Altuğ, eşi ve Dost, Antalya, İstanbul, Edirne ve Bursa’da yaşamışlar bugüne dek ve “köpekliye ev vermiyoruz” cevabıyla karşılaştıkları şehir, sıkı durun, İzmir olmuş!
“Menderes, Gaziemir, Buca, Yeşilyurt, Hatay, Poligon, Üçkuyular, Balçova, Narlıdere, Bornova yani kendilerine tam 35 İzmirli dedikleri yerlerde ev bulamadım” diyor Altuğ.

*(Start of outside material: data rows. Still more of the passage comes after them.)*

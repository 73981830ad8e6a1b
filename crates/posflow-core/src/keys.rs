//! Key names and `+` joined chords.
//!
//! Canonical names are lowercase: `ctrl`, `alt`, `shift`, `meta`, `enter`,
//! `esc`, `f1`..`f24`, arrows as `up`/`down`/`left`/`right`, and single
//! characters for printable keys.

use serde::{Deserialize, Serialize};
use std::fmt;

#[derive(Debug, Clone, Copy, PartialEq, Eq, PartialOrd, Ord, Hash, Serialize, Deserialize)]
#[serde(rename_all = "lowercase")]
pub enum Modifier {
    Ctrl,
    Alt,
    Shift,
    Meta,
}

impl Modifier {
    pub const ALL: [Modifier; 4] = [Modifier::Ctrl, Modifier::Alt, Modifier::Shift, Modifier::Meta];

    /// Recognize a modifier under any of its common spellings, left/right
    /// variants included.
    pub fn from_name(name: &str) -> Option<Self> {
        match name.trim().to_lowercase().as_str() {
            "ctrl" | "control" | "lctrl" | "rctrl" | "controlleft" | "controlright" => {
                Some(Modifier::Ctrl)
            }
            "alt" | "lalt" | "ralt" | "altgr" | "option" => Some(Modifier::Alt),
            "shift" | "lshift" | "rshift" | "shiftleft" | "shiftright" => Some(Modifier::Shift),
            "meta" | "win" | "super" | "cmd" | "command" | "metaleft" | "metaright" => {
                Some(Modifier::Meta)
            }
            _ => None,
        }
    }

    pub fn name(&self) -> &'static str {
        match self {
            Modifier::Ctrl => "ctrl",
            Modifier::Alt => "alt",
            Modifier::Shift => "shift",
            Modifier::Meta => "meta",
        }
    }

    fn bit(&self) -> u8 {
        1 << (*self as u8)
    }
}

/// A set of held modifiers.
#[derive(Debug, Clone, Copy, Default, PartialEq, Eq, Hash)]
pub struct Modifiers(u8);

impl Modifiers {
    pub fn empty() -> Self {
        Self(0)
    }

    pub fn insert(&mut self, m: Modifier) {
        self.0 |= m.bit();
    }

    pub fn remove(&mut self, m: Modifier) {
        self.0 &= !m.bit();
    }

    pub fn contains(&self, m: Modifier) -> bool {
        self.0 & m.bit() != 0
    }

    pub fn is_empty(&self) -> bool {
        self.0 == 0
    }

    /// Held modifiers in canonical order.
    pub fn iter(&self) -> impl Iterator<Item = Modifier> + '_ {
        Modifier::ALL.into_iter().filter(|m| self.contains(*m))
    }
}

/// Map a key name to its canonical spelling.
pub fn normalize_key(name: &str) -> String {
    if let Some(m) = Modifier::from_name(name) {
        return m.name().to_string();
    }
    let trimmed = name.trim();
    if trimmed.chars().count() == 1 {
        return trimmed.to_lowercase();
    }
    match trimmed.to_lowercase().as_str() {
        "escape" => "esc".into(),
        "return" => "enter".into(),
        "uparrow" => "up".into(),
        "downarrow" => "down".into(),
        "leftarrow" => "left".into(),
        "rightarrow" => "right".into(),
        "del" => "delete".into(),
        "back" => "backspace".into(),
        "pgup" => "pageup".into(),
        "pgdn" => "pagedown".into(),
        other => other.to_string(),
    }
}

/// A key with the modifiers held while it is pressed.
#[derive(Debug, Clone, PartialEq, Eq, Hash)]
pub struct Chord {
    pub modifiers: Modifiers,
    /// Canonical name of the final key. A chord made only of modifiers keeps
    /// its last modifier here.
    pub key: String,
}

impl Chord {
    pub fn new(modifiers: Modifiers, key: &str) -> Self {
        Self {
            modifiers,
            key: normalize_key(key),
        }
    }

    /// Parse `ctrl+shift+s`. A lone `+` is the plus key.
    pub fn parse(text: &str) -> Option<Self> {
        let text = text.trim();
        if text == "+" {
            return Some(Self::new(Modifiers::empty(), "+"));
        }
        let parts: Vec<&str> = text.split('+').map(str::trim).collect();
        if parts.iter().any(|p| p.is_empty()) {
            return None;
        }
        Self::from_parts(&parts)
    }

    /// Build from a list of key names, the last one being the key.
    pub fn from_parts<S: AsRef<str>>(parts: &[S]) -> Option<Self> {
        let (last, held) = parts.split_last()?;
        let mut modifiers = Modifiers::empty();
        for part in held {
            modifiers.insert(Modifier::from_name(part.as_ref())?);
        }
        Some(Self::new(modifiers, last.as_ref()))
    }
}

impl fmt::Display for Chord {
    fn fmt(&self, f: &mut fmt::Formatter<'_>) -> fmt::Result {
        for m in self.modifiers.iter() {
            write!(f, "{}+", m.name())?;
        }
        write!(f, "{}", self.key)
    }
}
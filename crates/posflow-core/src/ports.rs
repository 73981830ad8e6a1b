//! Capability ports: the executor's only way to touch the outside world.
//!
//! `posflow-platform` implements these against the real OS; tests implement
//! them with in-memory fakes.

use crate::{AbsRect, MonitorGeometry, MouseButton};
use image::RgbImage;
use std::sync::Arc;
use thiserror::Error;

/// Captured pixels, row-major RGB.
pub type PixelBuffer = RgbImage;

#[derive(Debug, Clone, PartialEq, Eq, Error)]
pub enum PortError {
    #[error("input injection unavailable: {0}")]
    InjectionUnavailable(String),
    #[error("screen capture unavailable: {0}")]
    CaptureUnavailable(String),
    #[error("text recognition failed: {0}")]
    RecognitionFailed(String),
    #[error("template unavailable: {0}")]
    TemplateUnavailable(String),
}

/// Mouse/keyboard injection. Coordinates are absolute screen pixels.
pub trait InputInjector: Send + Sync {
    fn move_to(&self, x: i32, y: i32) -> Result<(), PortError>;
    fn click(&self, x: i32, y: i32, button: MouseButton) -> Result<(), PortError>;
    /// Tap a named key, or a `+` joined chord such as `ctrl+shift+s`.
    fn key_press(&self, key: &str) -> Result<(), PortError>;
    fn type_text(&self, text: &str) -> Result<(), PortError>;
}

pub trait ScreenCapture: Send + Sync {
    /// Capture `rect` (absolute pixels) from the given monitor.
    fn capture_region(&self, monitor_id: u32, rect: AbsRect) -> Result<PixelBuffer, PortError>;
}

pub trait TextRecognizer: Send + Sync {
    /// Recognize text in `image`. No text found is `Ok("")`, not an error.
    fn recognize(&self, image: &PixelBuffer) -> Result<String, PortError>;
}

pub trait MonitorSource: Send + Sync {
    /// Enumerate attached monitors. Called once at run start.
    fn enumerate_monitors(&self) -> Result<MonitorGeometry, PortError>;
}

pub trait TemplateStore: Send + Sync {
    /// Resolve a reference image identifier.
    fn load(&self, id: &str) -> Result<PixelBuffer, PortError>;
}

/// The full set of ports an executor runs against.
#[derive(Clone)]
pub struct Ports {
    pub injector: Arc<dyn InputInjector>,
    pub capture: Arc<dyn ScreenCapture>,
    pub recognizer: Arc<dyn TextRecognizer>,
    pub monitors: Arc<dyn MonitorSource>,
    pub templates: Arc<dyn TemplateStore>,
}

/// Monitor source backed by a fixed table (tests, replays on a known layout).
#[derive(Debug, Clone)]
pub struct FixedMonitors(pub MonitorGeometry);

impl MonitorSource for FixedMonitors {
    fn enumerate_monitors(&self) -> Result<MonitorGeometry, PortError> {
        Ok(self.0.clone())
    }
}

/// Recognizer used when OCR is disabled: never sees any text.
#[derive(Debug, Default, Clone, Copy)]
pub struct NoTextRecognizer;

impl TextRecognizer for NoTextRecognizer {
    fn recognize(&self, _image: &PixelBuffer) -> Result<String, PortError> {
        Ok(String::new())
    }
}
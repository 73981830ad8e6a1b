//! Recording engine: captures input events and converts them to an
//! [`ActionSequence`] of monitor-relative actions.

use crate::keys::{Chord, Modifier, Modifiers};
use crate::{
    from_absolute, Action, ActionKind, ActionSequence, MonitorGeometry, MouseButton,
    SequenceMeta, SessionState,
};
use tracing::{debug, info, warn};

/// Events emitted by the recorder.
#[derive(Debug, Clone, PartialEq)]
pub enum RecorderEvent {
    StateChanged {
        old: SessionState,
        new: SessionState,
    },
    /// An action was appended (for UI feedback).
    ActionCaptured { index: usize, action: Action },
    /// A raw event could not become an action.
    EventSkipped { reason: String },
}

/// Raw event types from the input hook. Positions are absolute pixels.
#[derive(Debug, Clone, PartialEq)]
pub enum RawEventType {
    MouseMove { x: i32, y: i32 },
    MouseDown { x: i32, y: i32, button: MouseButton },
    MouseUp { x: i32, y: i32, button: MouseButton },
    Scroll { delta_x: i64, delta_y: i64 },
    KeyDown { key: String },
    KeyUp { key: String },
}

/// The recorder collects raw input events and converts them to actions.
///
/// Timestamps are milliseconds on any monotonic base, as long as one base is
/// used for the whole session.
#[derive(Debug, Default)]
pub struct Recorder {
    state: SessionState,
    geometry: MonitorGeometry,
    actions: Vec<Action>,
    /// Pause-adjusted timestamp of each recorded action.
    stamps: Vec<u64>,
    pause_started: Option<u64>,
    total_paused_ms: u64,
    last_mouse_pos: (i32, i32),
    held: Modifiers,
    ignored: Vec<Chord>,
}

impl Recorder {
    pub fn new() -> Self {
        Self::default()
    }

    /// Chords that are never recorded, typically the control hotkeys.
    pub fn with_ignored(mut self, chords: Vec<Chord>) -> Self {
        self.ignored = chords;
        self
    }

    pub fn state(&self) -> SessionState {
        self.state
    }

    pub fn action_count(&self) -> usize {
        self.actions.len()
    }

    pub fn last_mouse_position(&self) -> (i32, i32) {
        self.last_mouse_pos
    }

    fn transition(&mut self, new: SessionState) -> Option<RecorderEvent> {
        let old = self.state;
        if old == new {
            return None;
        }
        self.state = new;
        info!(?old, ?new, "Recorder state transition");
        Some(RecorderEvent::StateChanged { old, new })
    }

    /// Start recording against `geometry`. No-op unless stopped.
    pub fn start(&mut self, geometry: MonitorGeometry) -> Option<RecorderEvent> {
        if self.state != SessionState::Stopped {
            return None;
        }

        self.geometry = geometry;
        self.actions.clear();
        self.stamps.clear();
        self.pause_started = None;
        self.total_paused_ms = 0;
        self.held = Modifiers::empty();

        self.transition(SessionState::Running)
    }

    pub fn pause(&mut self, timestamp_ms: u64) -> Option<RecorderEvent> {
        if self.state != SessionState::Running {
            return None;
        }
        self.pause_started = Some(timestamp_ms);
        self.transition(SessionState::Paused)
    }

    pub fn resume(&mut self, timestamp_ms: u64) -> Option<RecorderEvent> {
        if self.state != SessionState::Paused {
            return None;
        }
        if let Some(started) = self.pause_started.take() {
            self.total_paused_ms += timestamp_ms.saturating_sub(started);
        }
        self.transition(SessionState::Running)
    }

    /// Stop recording and build the sequence. `None` when not recording.
    ///
    /// The gap to the next action becomes each action's `delay`, since the
    /// executor applies a delay after running the action.
    pub fn stop(&mut self, meta: SequenceMeta) -> Option<ActionSequence> {
        if self.state == SessionState::Stopped {
            return None;
        }
        self.transition(SessionState::Stopped);

        let mut actions = std::mem::take(&mut self.actions);
        let stamps = std::mem::take(&mut self.stamps);
        for (i, action) in actions.iter_mut().enumerate() {
            action.delay = match stamps.get(i + 1) {
                Some(next) => next.saturating_sub(stamps[i]) as f64 / 1000.0,
                None => 0.0,
            };
        }

        info!(actions = actions.len(), "Recording stopped");
        Some(ActionSequence { meta, actions })
    }

    /// Feed one raw event.
    pub fn push_event(&mut self, timestamp_ms: u64, event: RawEventType) -> Option<RecorderEvent> {
        // Position and modifiers are tracked in every state so a pause
        // never leaves a modifier stuck.
        match &event {
            RawEventType::MouseMove { x, y }
            | RawEventType::MouseDown { x, y, .. }
            | RawEventType::MouseUp { x, y, .. } => self.last_mouse_pos = (*x, *y),
            RawEventType::KeyUp { key } => {
                if let Some(m) = Modifier::from_name(key) {
                    self.held.remove(m);
                }
            }
            _ => {}
        }

        let held_before = self.held;
        if let RawEventType::KeyDown { key } = &event {
            if let Some(m) = Modifier::from_name(key) {
                self.held.insert(m);
                return None;
            }
        }

        if self.state != SessionState::Running {
            return None;
        }
        let adjusted = timestamp_ms.saturating_sub(self.total_paused_ms);

        let kind = match event {
            RawEventType::MouseDown { x, y, button } => match from_absolute(x, y, &self.geometry) {
                Ok((monitor, rel_x, rel_y)) => ActionKind::Click {
                    monitor,
                    rel_x,
                    rel_y,
                    button,
                    jitter: None,
                },
                Err(e) => {
                    warn!(x, y, error = %e, "click outside every monitor, skipped");
                    return Some(RecorderEvent::EventSkipped {
                        reason: e.to_string(),
                    });
                }
            },
            RawEventType::KeyDown { key } => {
                let chord = Chord::new(held_before, &key);
                if self.ignored.contains(&chord) {
                    debug!(%chord, "ignored control chord");
                    return None;
                }
                ActionKind::KeyPress {
                    key: chord.to_string(),
                }
            }
            RawEventType::MouseMove { .. }
            | RawEventType::MouseUp { .. }
            | RawEventType::Scroll { .. }
            | RawEventType::KeyUp { .. } => return None,
        };

        let action = Action::new(kind);
        debug!(adjusted, kind = action.kind_name(), "Recording action");
        self.actions.push(action.clone());
        self.stamps.push(adjusted);

        Some(RecorderEvent::ActionCaptured {
            index: self.actions.len() - 1,
            action,
        })
    }
}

Altuğ, eşi ve Dost bu yazıyla emlakçı ve ev sahiplerine gidecekler bu hafta.
Aynı cevapları alırlarsa, ev sahiplerine ve emlakçılara “Neden köpekliye ev yok?” diye soracaklar.
Ne cevap alacaklarını merak ediyorum doğrusu.
Sizlerle de paylaşacağım.
Uyku hapıyla baba uyutma!
Şeref Meselesi’nde Yiğit (Kerem Bürsin), Kübra’ya (Burcu Biricik) “Babanı uyut ki evde rahat edelim” diyor.
Nasıl yani?
“Uyku hapıyla” tabii.
Ben bir gece önce aynı muhabbetin farklı bir versiyonunu dizi senaryosunda değil, gerçek hayatta duymuştum.
Demek ki bu aralar anne babaları uyutmak moda.
Cuma ya da cumartesi gecesi dışarı çıkan gençler, evdekileri haplarla uyutuyor ve dışarıda sabahlıyorlarmış.
Eve geldiklerinde anne babalar hâlâ mışıl mışıl uyuyor oluyormuş tabii.
Genç yaşta çocuğunuz varsa, o dışarı çıkarken eve geri gelme saati konusunda sorun yaşıyorsanız, hafta sonları yediğinize, içtiğinize dikkat edin derim.
Uyumak güzel de uyutulmak hoş değil.
Doğum günümdü
Birini gerçekten seviyor, özen gösteriyorsanız, bunu en iyi doğum gününde gösterebilirsiniz.
Hediye değil bahsettiğim, o en klasiği.
Yeni moda, gece yarısında doğum günü olan kişiyi arayıp ilk kutlayanlardan olmak.
Sevgi, ilgi, alaka, özen böyle gösteriliyor ve anlaşılıyor.
Dün doğum günümdü.
Pazarı pazartesiye bağlayan gece yarısı Azerbaycan’a uçmak üzere havaalanında beklerken, beni arayan ilk kişiye bir yazı yazmak istedim.
İlk arayan canımın parçası, hayatta en sevdiğim, kızım Tayga oldu. Ondan gelen “Seni seviyorum”un yerine ne geçebilir ki!
Bir de dayanamayıp, güzel mesajını paylaşmadan edemeyeceğim birinden bahsetmek istiyorum.
12.01’de sıkı dost, gecelerin Süpermen’i Caner Ural’dan şöyle şahane, ince, düşünülmüş bir mesaj geldi: “Nice güzel yaşların, bol gezmeli günlerinin olmasını, güzel şeyleri yazmanı, sevdiğin şarkıları söylemeni temenni ederim, tabii ki sevdiklerinle.”
Tayga, Caner ve doğum günümü güzel mesaj ve hediyelerle kutlayan herkese teşekkürler.